Please state how many lines of the records hold the string "Some", giving nothing but the number.

(Stored data entries)
# # # # #

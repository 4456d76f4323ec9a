use crate::{ParsedBox, Result};

/// Track Extends Box (trex) - fragment defaults of a track.
#[derive(Clone, Copy, Debug)]
pub struct TrexBox {
    pub track_id: u32,
    pub default_sample_description_index: u32,
    pub default_sample_duration: u32,
    pub default_sample_size: u32,
    pub default_sample_flags: u32,
}

impl TrexBox {
    pub fn new(box_: &mut ParsedBox) -> Result<Self> {
        let reader = &mut box_.reader;

        Ok(Self {
            track_id: reader.read_u32()?,
            default_sample_description_index: reader.read_u32()?,
            default_sample_duration: reader.read_u32()?,
            default_sample_size: reader.read_u32()?,
            default_sample_flags: reader.read_u32()?,
        })
    }
}
#[cfg(test)]
mod tests {
    use super::*;
    use std::cell::RefCell;

    fn boxed(name: &[u8; 4], payload: &[u8]) -> Vec<u8> {
        let mut data = ((payload.len() + 8) as u32).to_be_bytes().to_vec();
        data.extend_from_slice(name);
        data.extend_from_slice(payload);
        data
    }

    #[test]
    fn reports_absolute_offsets_of_nested_boxes() {
        let inner = boxed(b"free", &[0; 4]);
        let outer = [boxed(b"skip", &[1, 2]), boxed(b"moov", &inner)].concat();
        let starts = Rc::new(RefCell::new(Vec::new()));

        Mp4Parser::new()
            .base_box("moov", children)
            .base_box("free", {
                let starts = starts.clone();
                move |box_| {
                    starts.borrow_mut().push((box_.start, box_.type_offset(), box_.size));
                    Ok(())
                }
            })
            .parse_at(&outer, 100, false, false)
            .unwrap();

        // skip (10 bytes) + moov header (8 bytes)
        assert_eq!(*starts.borrow(), vec![(118, 122, 12)]);
    }

    #[test]
    fn full_box_reads_version_and_flags() {
        let data = boxed(b"tfhd", &[1, 0x02, 0x00, 0x01, 0, 0, 0, 7]);
        let seen = Rc::new(RefCell::new(None));

        Mp4Parser::new()
            .full_box("tfhd", {
                let seen = seen.clone();
                move |mut box_| {
                    let track_id = box_.reader.read_u32()?;
                    *seen.borrow_mut() = Some((box_.version(), box_.flags(), track_id));
                    Ok(())
                }
            })
            .parse(&data, false, false)
            .unwrap();

        assert_eq!(*seen.borrow(), Some((1, 0x020001, 7)));
    }

    #[test]
    fn stop_on_partial_ends_quietly() {
        let mut data = boxed(b"moov", &[0; 16]);
        data.truncate(12);

        let parser = Mp4Parser::new().base_box("moov", children);
        assert!(parser.parse(&data, false, true).is_ok());
        assert!(parser.is_done());
    }

    #[test]
    fn converts_type_names() {
        assert_eq!(type_from_string("moov"), fourcc(b"moov"));
        assert_eq!(type_to_string(fourcc(b"cbcs")), "cbcs");
    }
}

# # # # #

Final answer :: 2